--- PROBLEM TO WORK ON ---
Please copy out every line in the records below that includes the word "localhost".

(Collected data)
[Start of section]

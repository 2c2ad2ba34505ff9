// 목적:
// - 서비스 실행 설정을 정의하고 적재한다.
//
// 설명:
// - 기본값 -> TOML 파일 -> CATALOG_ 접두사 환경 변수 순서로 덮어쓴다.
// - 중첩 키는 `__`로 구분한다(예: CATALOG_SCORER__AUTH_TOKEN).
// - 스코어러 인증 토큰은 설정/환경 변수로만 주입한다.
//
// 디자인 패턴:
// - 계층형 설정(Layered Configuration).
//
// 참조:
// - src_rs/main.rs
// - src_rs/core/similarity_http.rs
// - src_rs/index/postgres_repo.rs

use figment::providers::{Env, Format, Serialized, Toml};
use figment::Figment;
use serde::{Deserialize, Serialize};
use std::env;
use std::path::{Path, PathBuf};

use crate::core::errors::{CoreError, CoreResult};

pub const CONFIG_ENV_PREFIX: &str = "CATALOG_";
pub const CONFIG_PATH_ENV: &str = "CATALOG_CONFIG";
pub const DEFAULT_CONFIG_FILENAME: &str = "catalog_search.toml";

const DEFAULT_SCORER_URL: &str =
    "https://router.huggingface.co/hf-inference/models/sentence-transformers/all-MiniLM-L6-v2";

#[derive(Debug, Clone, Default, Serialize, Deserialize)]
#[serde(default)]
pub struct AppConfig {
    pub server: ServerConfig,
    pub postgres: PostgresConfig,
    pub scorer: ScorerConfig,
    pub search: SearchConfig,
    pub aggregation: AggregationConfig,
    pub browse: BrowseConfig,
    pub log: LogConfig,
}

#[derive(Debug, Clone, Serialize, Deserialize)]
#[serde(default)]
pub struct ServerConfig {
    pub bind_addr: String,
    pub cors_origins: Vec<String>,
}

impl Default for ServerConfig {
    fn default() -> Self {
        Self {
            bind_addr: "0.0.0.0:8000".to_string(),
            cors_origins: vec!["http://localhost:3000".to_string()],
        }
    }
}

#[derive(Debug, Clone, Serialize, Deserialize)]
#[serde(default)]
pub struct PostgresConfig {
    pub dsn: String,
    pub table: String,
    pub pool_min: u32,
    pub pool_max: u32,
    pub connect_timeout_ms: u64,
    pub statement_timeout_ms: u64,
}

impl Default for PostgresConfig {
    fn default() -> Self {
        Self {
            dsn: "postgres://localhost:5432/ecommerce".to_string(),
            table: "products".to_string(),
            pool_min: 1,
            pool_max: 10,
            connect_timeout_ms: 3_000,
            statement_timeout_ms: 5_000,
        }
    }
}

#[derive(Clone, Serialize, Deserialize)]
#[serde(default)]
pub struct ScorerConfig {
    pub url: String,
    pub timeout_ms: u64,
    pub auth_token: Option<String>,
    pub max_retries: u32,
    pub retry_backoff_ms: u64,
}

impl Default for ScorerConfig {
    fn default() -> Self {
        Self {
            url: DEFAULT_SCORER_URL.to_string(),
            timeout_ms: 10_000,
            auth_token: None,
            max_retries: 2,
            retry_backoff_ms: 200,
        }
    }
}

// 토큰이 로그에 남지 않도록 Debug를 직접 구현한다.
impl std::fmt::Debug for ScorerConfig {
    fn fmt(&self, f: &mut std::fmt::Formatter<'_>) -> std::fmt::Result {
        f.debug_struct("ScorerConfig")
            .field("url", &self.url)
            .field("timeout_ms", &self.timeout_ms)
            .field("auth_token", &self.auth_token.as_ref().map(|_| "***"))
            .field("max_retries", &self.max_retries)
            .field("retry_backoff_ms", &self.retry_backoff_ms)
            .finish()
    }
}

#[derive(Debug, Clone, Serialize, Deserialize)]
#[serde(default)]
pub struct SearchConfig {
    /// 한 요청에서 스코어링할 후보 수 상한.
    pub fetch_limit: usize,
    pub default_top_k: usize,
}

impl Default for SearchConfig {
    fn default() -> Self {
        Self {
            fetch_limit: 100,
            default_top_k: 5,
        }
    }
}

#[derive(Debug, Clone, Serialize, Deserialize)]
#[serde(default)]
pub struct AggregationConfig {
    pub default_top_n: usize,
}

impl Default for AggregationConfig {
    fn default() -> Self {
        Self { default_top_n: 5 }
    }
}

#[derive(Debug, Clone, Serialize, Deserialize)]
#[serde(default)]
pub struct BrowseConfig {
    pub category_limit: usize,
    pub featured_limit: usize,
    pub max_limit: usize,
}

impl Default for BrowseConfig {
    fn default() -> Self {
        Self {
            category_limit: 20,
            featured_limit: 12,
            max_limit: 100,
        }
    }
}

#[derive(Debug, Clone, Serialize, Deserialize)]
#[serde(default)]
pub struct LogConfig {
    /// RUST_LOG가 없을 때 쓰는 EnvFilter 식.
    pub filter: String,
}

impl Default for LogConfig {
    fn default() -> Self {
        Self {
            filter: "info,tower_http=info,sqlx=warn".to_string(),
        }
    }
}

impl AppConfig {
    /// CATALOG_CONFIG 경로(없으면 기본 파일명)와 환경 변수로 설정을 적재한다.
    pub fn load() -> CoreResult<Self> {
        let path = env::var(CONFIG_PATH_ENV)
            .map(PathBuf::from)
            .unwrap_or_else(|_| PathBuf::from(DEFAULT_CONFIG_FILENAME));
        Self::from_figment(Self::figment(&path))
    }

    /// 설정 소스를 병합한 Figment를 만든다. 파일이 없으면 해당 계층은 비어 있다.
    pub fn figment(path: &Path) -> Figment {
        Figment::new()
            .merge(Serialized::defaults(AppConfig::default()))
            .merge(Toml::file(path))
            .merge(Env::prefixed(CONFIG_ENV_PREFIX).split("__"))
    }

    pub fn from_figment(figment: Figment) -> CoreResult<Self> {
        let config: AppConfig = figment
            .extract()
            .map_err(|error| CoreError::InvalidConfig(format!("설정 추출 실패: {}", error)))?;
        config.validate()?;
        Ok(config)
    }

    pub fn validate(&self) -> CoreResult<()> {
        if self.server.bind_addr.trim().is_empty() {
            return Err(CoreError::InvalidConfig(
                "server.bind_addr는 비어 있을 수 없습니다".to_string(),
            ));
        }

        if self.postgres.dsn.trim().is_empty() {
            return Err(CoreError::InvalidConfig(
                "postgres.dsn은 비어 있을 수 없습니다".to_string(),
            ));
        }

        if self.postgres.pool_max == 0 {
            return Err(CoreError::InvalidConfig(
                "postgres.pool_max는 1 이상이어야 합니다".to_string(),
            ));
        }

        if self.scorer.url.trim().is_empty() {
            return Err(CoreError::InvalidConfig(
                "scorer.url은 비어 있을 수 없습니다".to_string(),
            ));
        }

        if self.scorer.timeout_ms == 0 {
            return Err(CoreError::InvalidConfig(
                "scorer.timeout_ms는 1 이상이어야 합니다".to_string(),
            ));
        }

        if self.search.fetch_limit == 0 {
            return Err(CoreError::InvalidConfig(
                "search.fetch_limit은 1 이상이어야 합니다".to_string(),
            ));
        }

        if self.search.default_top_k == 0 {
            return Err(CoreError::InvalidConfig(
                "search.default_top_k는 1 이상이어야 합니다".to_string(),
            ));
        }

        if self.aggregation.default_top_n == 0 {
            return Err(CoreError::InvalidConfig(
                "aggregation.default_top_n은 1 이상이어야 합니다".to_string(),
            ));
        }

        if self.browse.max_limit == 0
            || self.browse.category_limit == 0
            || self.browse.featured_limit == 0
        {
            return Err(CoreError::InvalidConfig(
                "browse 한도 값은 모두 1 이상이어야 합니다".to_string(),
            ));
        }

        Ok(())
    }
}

[End of section]
[Start of section]

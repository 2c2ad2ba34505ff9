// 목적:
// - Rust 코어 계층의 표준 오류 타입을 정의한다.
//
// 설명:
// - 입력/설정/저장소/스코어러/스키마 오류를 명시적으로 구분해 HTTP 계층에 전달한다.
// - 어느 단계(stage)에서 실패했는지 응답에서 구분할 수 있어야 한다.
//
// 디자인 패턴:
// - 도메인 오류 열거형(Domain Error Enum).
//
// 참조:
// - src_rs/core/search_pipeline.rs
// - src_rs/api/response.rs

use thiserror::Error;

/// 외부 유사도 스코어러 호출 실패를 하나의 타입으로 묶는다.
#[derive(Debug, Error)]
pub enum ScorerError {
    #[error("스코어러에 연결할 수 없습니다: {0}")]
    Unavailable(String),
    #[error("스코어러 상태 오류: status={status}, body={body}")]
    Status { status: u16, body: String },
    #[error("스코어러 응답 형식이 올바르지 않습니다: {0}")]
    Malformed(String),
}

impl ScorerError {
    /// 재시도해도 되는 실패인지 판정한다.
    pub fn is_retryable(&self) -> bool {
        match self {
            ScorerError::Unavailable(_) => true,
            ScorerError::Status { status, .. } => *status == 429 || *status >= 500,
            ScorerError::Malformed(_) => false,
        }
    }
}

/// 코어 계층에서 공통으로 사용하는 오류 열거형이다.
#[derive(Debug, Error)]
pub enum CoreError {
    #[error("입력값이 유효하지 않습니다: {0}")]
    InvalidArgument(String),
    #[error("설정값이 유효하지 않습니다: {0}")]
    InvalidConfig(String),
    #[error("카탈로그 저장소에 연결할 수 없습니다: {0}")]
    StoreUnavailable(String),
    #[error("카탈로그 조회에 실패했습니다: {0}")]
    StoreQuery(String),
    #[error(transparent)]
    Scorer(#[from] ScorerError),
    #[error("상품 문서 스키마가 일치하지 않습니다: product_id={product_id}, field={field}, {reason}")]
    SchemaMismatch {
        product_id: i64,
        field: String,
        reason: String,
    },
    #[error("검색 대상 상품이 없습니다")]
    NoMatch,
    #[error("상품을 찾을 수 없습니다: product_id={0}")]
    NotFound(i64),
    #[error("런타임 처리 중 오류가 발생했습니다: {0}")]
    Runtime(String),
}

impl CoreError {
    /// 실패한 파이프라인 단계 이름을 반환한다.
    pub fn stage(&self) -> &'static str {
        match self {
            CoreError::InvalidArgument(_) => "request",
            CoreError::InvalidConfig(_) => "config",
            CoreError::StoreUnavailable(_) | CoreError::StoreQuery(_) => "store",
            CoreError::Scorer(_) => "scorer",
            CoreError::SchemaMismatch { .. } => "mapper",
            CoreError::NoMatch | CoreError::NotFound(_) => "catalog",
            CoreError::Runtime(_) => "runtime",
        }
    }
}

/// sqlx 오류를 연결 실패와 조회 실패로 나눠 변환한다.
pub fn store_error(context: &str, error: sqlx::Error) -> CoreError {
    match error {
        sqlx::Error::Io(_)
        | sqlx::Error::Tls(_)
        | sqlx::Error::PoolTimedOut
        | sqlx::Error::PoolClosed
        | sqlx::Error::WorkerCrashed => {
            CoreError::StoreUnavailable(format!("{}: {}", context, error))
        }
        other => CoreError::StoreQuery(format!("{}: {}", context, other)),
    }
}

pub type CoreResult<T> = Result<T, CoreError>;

[End of section]
[Start of section]

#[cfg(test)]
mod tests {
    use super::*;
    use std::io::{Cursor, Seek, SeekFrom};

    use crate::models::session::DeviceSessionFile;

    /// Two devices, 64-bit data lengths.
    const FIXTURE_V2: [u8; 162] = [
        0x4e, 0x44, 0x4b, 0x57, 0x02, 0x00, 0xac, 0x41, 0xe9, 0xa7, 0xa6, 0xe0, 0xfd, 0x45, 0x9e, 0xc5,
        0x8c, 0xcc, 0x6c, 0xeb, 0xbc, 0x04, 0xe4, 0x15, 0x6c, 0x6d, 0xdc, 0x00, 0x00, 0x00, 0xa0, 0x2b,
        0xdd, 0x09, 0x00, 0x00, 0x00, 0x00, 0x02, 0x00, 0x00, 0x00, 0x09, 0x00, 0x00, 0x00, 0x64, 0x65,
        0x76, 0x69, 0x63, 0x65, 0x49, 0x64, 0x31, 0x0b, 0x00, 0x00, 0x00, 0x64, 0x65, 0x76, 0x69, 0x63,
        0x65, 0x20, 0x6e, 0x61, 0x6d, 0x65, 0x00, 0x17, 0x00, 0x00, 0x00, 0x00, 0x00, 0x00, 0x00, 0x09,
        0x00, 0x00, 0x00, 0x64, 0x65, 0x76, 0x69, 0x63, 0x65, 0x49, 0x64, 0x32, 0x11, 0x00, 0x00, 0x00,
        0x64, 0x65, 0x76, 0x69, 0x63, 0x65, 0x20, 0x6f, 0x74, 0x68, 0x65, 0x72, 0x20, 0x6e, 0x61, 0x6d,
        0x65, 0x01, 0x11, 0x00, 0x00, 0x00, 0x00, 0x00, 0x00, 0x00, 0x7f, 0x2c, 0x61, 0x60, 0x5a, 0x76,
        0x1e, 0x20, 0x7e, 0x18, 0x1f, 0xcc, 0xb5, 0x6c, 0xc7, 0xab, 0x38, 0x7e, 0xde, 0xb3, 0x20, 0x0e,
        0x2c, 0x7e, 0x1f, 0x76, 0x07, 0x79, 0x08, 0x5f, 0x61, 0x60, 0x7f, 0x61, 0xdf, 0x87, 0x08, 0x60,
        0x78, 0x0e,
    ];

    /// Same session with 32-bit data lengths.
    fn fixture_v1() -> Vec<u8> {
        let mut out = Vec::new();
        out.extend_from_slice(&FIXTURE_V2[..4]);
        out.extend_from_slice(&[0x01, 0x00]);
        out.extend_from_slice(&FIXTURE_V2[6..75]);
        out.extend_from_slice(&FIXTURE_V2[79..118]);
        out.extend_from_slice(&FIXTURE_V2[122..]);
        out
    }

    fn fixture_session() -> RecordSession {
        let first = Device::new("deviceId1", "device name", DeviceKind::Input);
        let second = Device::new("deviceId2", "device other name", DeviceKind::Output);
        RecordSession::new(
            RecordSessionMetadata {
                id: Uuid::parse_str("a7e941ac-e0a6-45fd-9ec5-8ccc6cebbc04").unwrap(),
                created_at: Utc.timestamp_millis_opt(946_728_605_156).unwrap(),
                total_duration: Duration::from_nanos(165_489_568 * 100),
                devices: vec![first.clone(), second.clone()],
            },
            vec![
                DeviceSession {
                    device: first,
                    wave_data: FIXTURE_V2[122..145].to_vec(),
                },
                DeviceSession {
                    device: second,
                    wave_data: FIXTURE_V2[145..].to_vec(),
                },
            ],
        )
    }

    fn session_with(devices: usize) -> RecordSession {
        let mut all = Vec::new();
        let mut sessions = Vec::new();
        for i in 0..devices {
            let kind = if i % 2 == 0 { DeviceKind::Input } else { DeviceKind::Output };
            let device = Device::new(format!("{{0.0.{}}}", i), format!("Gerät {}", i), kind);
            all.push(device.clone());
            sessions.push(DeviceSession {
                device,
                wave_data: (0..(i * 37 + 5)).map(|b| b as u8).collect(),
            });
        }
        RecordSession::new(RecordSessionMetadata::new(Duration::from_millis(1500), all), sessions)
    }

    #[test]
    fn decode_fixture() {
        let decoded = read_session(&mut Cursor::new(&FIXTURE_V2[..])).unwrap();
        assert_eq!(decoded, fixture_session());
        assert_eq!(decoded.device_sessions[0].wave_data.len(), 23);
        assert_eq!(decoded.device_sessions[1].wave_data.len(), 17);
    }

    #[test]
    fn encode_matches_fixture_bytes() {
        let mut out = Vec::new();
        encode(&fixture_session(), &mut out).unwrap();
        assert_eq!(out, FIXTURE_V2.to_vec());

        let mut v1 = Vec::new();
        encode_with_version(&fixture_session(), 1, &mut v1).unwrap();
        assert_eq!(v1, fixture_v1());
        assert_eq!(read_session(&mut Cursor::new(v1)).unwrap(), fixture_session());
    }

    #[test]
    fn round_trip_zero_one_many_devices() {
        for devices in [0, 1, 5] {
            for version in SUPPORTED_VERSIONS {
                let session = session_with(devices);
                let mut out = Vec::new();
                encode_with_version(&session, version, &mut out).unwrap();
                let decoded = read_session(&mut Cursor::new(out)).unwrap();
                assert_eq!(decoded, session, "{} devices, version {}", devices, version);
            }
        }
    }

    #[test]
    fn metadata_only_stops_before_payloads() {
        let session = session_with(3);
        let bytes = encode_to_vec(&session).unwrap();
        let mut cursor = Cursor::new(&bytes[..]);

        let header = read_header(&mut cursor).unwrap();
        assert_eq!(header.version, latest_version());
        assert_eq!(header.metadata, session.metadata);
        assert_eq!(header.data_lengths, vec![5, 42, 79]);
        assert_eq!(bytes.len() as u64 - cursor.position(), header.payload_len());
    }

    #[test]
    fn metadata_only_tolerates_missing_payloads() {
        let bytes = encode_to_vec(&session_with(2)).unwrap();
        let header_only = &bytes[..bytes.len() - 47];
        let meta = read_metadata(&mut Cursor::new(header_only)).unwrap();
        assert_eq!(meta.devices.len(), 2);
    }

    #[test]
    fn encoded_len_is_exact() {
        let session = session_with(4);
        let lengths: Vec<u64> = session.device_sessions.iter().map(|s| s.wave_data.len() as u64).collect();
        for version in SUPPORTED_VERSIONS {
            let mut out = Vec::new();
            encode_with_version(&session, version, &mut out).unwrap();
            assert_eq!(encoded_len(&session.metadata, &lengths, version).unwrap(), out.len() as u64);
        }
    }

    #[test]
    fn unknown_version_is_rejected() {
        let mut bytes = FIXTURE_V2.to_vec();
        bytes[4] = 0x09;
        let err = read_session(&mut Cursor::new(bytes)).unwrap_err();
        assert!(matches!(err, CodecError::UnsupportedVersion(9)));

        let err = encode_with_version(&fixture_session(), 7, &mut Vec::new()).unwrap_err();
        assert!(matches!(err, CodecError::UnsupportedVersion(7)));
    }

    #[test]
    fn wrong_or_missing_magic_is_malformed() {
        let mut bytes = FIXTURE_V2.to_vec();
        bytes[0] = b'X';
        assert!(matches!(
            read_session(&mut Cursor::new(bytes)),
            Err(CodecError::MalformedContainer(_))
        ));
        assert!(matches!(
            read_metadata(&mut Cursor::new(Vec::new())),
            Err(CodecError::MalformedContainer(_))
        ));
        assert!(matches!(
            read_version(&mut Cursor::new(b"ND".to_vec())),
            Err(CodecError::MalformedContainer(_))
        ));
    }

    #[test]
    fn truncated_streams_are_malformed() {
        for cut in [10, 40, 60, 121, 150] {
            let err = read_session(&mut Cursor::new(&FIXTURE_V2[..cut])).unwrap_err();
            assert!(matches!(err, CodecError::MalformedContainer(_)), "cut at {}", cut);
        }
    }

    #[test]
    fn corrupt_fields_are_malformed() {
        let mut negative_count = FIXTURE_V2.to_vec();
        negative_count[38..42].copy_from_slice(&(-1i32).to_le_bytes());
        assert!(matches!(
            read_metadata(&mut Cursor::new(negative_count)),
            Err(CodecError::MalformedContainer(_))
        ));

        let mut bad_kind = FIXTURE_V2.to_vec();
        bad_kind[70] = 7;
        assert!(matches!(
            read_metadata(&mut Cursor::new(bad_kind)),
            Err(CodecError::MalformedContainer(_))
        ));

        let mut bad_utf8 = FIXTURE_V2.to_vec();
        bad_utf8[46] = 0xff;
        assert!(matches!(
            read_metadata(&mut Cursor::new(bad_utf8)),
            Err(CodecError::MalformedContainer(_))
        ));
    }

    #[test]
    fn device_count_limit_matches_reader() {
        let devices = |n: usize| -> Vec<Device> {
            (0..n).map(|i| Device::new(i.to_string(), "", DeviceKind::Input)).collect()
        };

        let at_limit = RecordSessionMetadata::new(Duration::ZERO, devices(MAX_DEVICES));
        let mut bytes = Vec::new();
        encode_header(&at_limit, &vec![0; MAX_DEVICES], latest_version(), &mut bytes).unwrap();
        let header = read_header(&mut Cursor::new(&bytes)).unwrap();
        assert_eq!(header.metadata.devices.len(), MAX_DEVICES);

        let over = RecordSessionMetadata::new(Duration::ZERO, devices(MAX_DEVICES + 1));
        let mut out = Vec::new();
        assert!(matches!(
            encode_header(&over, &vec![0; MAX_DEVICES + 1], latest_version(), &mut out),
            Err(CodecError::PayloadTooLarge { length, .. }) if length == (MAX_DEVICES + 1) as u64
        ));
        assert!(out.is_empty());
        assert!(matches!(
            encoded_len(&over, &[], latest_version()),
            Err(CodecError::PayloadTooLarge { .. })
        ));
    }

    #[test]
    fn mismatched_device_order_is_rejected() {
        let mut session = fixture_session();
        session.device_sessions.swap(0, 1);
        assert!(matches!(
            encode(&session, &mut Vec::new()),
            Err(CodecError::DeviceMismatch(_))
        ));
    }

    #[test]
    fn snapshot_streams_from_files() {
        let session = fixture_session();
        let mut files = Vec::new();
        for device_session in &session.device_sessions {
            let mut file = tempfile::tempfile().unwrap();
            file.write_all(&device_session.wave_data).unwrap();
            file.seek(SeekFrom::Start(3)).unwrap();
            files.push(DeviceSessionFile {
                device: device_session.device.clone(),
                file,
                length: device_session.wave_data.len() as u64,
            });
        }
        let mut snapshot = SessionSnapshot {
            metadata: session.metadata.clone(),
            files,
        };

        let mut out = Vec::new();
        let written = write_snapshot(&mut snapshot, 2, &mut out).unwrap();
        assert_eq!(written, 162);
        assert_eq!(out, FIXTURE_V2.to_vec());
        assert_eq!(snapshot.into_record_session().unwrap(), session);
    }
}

[End of section]

--- WRITTEN SOLUTION ---
            cors_origins: vec!["http://localhost:3000".to_string()],
            dsn: "postgres://localhost:5432/ecommerce".to_string(),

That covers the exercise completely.